旧姓の領収書
柊木文香は、洋菓子店「コメット」で赤いジャムを絞ったロシアケーキを一枚選んだ。
結婚して二か月。戸籍の姓は変わったが、雑誌に載せる記事だけは旧姓のまま書き続けたかった。ところが編集部から、新しい契約書には戸籍名を使ってほしい、誌面の名前も統一したほうが読者に親切だと連絡が来た。旧姓で検索すれば、駆け出しのころの記事から最近の連載まで一つにつながる。姓を替えれば、その道筋だけが途中で切れる。
親切という言葉は、断りにくい。
ロシアケーキの中央には、真紅の苺ジャムが丸く光っている。周囲のクッキー生地には波形の絞りがあり、古い星のようだった。
会計で、店主が領収書の宛名を尋ねた。
「久我で」
新しい姓を口にしてから、文香は訂正した。
「すみません。柊木文香でお願いします」
店主は一枚目を破って捨てなかった。赤い訂正線を一本引き、その上に「取消」と判を押す。それから新しい紙を機械へ差し込み、柊木文香と印字した。二枚を重ねず、正しいほうだけを表向きにして菓子の袋へ添えた。
「取消分は、こちらで保管します」
文香は頷いた。間違えた名前をなかったことにするのではなく、手続きを踏んで選び直す。結婚したことも、新しい姓を嫌っているわけでもない。ただ、書いてきた七年分の名前を、便宜のために消したくない。
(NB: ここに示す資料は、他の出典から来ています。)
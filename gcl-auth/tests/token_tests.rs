//! Expiry boundary tests for `AccessToken`.

use chrono::{Duration, Utc};
use gcl_auth::AccessToken;

fn make_token(expires_in_secs: i64) -> AccessToken {
    AccessToken::new("ya29.test", Utc::now() + Duration::seconds(expires_in_secs))
}

// ── Expiry Detection ──

#[test]
fn is_expired_when_past() {
    let token = make_token(-60);
    assert!(token.is_expired());
}

#[test]
fn is_not_expired_when_future() {
    let token = make_token(3600);
    assert!(!token.is_expired());
}

#[test]
fn is_expired_one_second_ago() {
    let token = make_token(-1);
    assert!(token.is_expired());
}

// ── Expires Within Margin ──

#[test]
fn expires_within_secs_true_when_close() {
    let token = make_token(200);
    assert!(token.expires_within_secs(300));
}

#[test]
fn expires_within_secs_false_when_far() {
    let token = make_token(3600);
    assert!(!token.expires_within_secs(300));
}

#[test]
fn expires_within_secs_with_already_expired() {
    let token = make_token(-60);
    assert!(token.expires_within_secs(300));
}

#[test]
fn expires_within_secs_zero_margin() {
    let token = make_token(3600);
    assert!(!token.expires_within_secs(0));

    let expired = make_token(-1);
    assert!(expired.expires_within_secs(0));
}

// ── Serialization ──

#[test]
fn access_token_json_roundtrip() {
    let token = make_token(3600);
    let json = serde_json::to_string(&token).unwrap();
    let restored: AccessToken = serde_json::from_str(&json).unwrap();
    assert_eq!(restored.token, token.token);
    assert_eq!(restored.expires_at, token.expires_at);
}
//! Token supplier capability and the OAuth2 refresh-grant implementation.
//!
//! The sync engine never talks to the token endpoint directly; it sees a
//! `TokenSupplier` it can ask for the current token or a fresh one.
//! Coordination of *when* to refresh (at most once per expiry event across
//! concurrent workers) lives in the storage crate's refresh gate.

use crate::error::{AuthError, AuthResult};
use crate::token::AccessToken;
use async_trait::async_trait;
use chrono::Utc;
use reqwest::Client;
use serde::Deserialize;
use tokio::sync::RwLock;
use tracing::{debug, warn};

/// Source of bearer tokens for authenticated requests.
#[async_trait]
pub trait TokenSupplier: Send + Sync {
    /// Returns the currently cached token.
    async fn current(&self) -> AuthResult<AccessToken>;

    /// Exchanges the refresh token for a new access token.
    async fn refresh(&self) -> AuthResult<AccessToken>;
}

/// OAuth2 client identity plus refresh token, as stored on disk after the
/// one-time authorization.
#[derive(Clone, Debug, Deserialize)]
pub struct OauthConfig {
    pub client_id: String,
    pub client_secret: String,
    pub refresh_token: String,
    /// Token endpoint; overridable for tests.
    #[serde(default = "default_token_url")]
    pub token_url: String,
}

fn default_token_url() -> String {
    "https://oauth2.googleapis.com/token".to_string()
}

#[derive(Deserialize)]
struct TokenResponse {
    access_token: String,
    expires_in: i64,
}

/// `TokenSupplier` backed by the OAuth2 refresh grant.
pub struct OauthSupplier {
    client: Client,
    config: OauthConfig,
    cached: RwLock<Option<AccessToken>>,
}

impl OauthSupplier {
    pub fn new(config: OauthConfig) -> AuthResult<Self> {
        if config.refresh_token.is_empty() {
            return Err(AuthError::Config("empty refresh token".to_string()));
        }

        let client = Client::builder()
            .timeout(std::time::Duration::from_secs(30))
            .build()?;

        Ok(Self {
            client,
            config,
            cached: RwLock::new(None),
        })
    }

    /// Seeds the cache with a pre-obtained access token.
    pub async fn set_token(&self, token: AccessToken) {
        let mut cached = self.cached.write().await;
        *cached = Some(token);
    }
}

#[async_trait]
impl TokenSupplier for OauthSupplier {
    async fn current(&self) -> AuthResult<AccessToken> {
        {
            let cached = self.cached.read().await;
            if let Some(ref token) = *cached {
                if !token.is_expired() {
                    return Ok(token.clone());
                }
                debug!("cached access token expired, refreshing");
            }
        }

        self.refresh().await
    }

    async fn refresh(&self) -> AuthResult<AccessToken> {
        let resp = self
            .client
            .post(&self.config.token_url)
            .form(&[
                ("grant_type", "refresh_token"),
                ("client_id", self.config.client_id.as_str()),
                ("client_secret", self.config.client_secret.as_str()),
                ("refresh_token", self.config.refresh_token.as_str()),
            ])
            .send()
            .await?;

        if !resp.status().is_success() {
            let status = resp.status();
            let body = resp.text().await.unwrap_or_default();
            warn!("token refresh failed with {status}: {body}");
            return Err(AuthError::TokenRejected(format!("{status}: {body}")));
        }

        let resp: TokenResponse = resp.json().await?;
        let token = AccessToken::new(
            resp.access_token,
            Utc::now() + chrono::Duration::seconds(resp.expires_in),
        );

        debug!("refreshed access token, expires at {}", token.expires_at);

        let mut cached = self.cached.write().await;
        *cached = Some(token.clone());

        Ok(token)
    }
}
//! Diff/plan builder.
//!
//! Pure function of the local snapshot, remote snapshot, and flags: the
//! same inputs always yield the same plan. Local state is authoritative;
//! the only action ever derived from remote-only state is deletion under
//! purge.

use crate::types::{LocalEntry, RemoteEntry, SyncAction, SyncPlan};
use std::collections::BTreeMap;

/// Computes the sync plan from the two listings.
///
/// `encrypted` marks a run with recipients configured: remote bodies are
/// ciphertext, so their digests say nothing about local plaintext and every
/// matched key is re-uploaded. Without encryption, equal md5 digests mean
/// Skip; a remote entry with no usable digest is re-uploaded.
pub fn build_plan(
    local: &[LocalEntry],
    remote: &[RemoteEntry],
    purge: bool,
    encrypted: bool,
) -> SyncPlan {
    let local_by_key: BTreeMap<&str, &LocalEntry> =
        local.iter().map(|e| (e.rel_path.as_str(), e)).collect();
    let remote_by_key: BTreeMap<&str, &RemoteEntry> =
        remote.iter().map(|e| (e.key.as_str(), e)).collect();

    let mut actions = BTreeMap::new();

    for (key, entry) in &local_by_key {
        let action = match remote_by_key.get(key) {
            None => SyncAction::Upload,
            Some(_) if encrypted => SyncAction::Upload,
            Some(remote_entry) => match remote_entry.md5.as_deref() {
                Some(md5) if md5 == entry.digest => SyncAction::Skip,
                _ => SyncAction::Upload,
            },
        };
        actions.insert((*key).to_string(), action);
    }

    if purge {
        for key in remote_by_key.keys() {
            if !local_by_key.contains_key(key) {
                actions.insert((*key).to_string(), SyncAction::Delete);
            }
        }
    }

    SyncPlan::new(actions)
}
店主はロシアケーキの透明袋を金色の留め具で閉じた。赤い中心は隠れず、領収書の宛名も外から読めた。
店先で文香は編集部への返信を作った。
〈契約書は戸籍名で締結します。誌面の著者名は、これまでどおり柊木文香を希望します。二つを分けて管理してください〉
頼みではなく、希望と手続きとして書く。最後に、過去記事の著者ページへのリンクを添えた。
送信してから、ロシアケーキを割る。ジャムの円も一緒に割れたが、赤さは左右どちらにも残った。
文香は袋から領収書を出し、宛名をもう一度見た。選び直した名前は、紙の上で思った以上にまっすぐだった。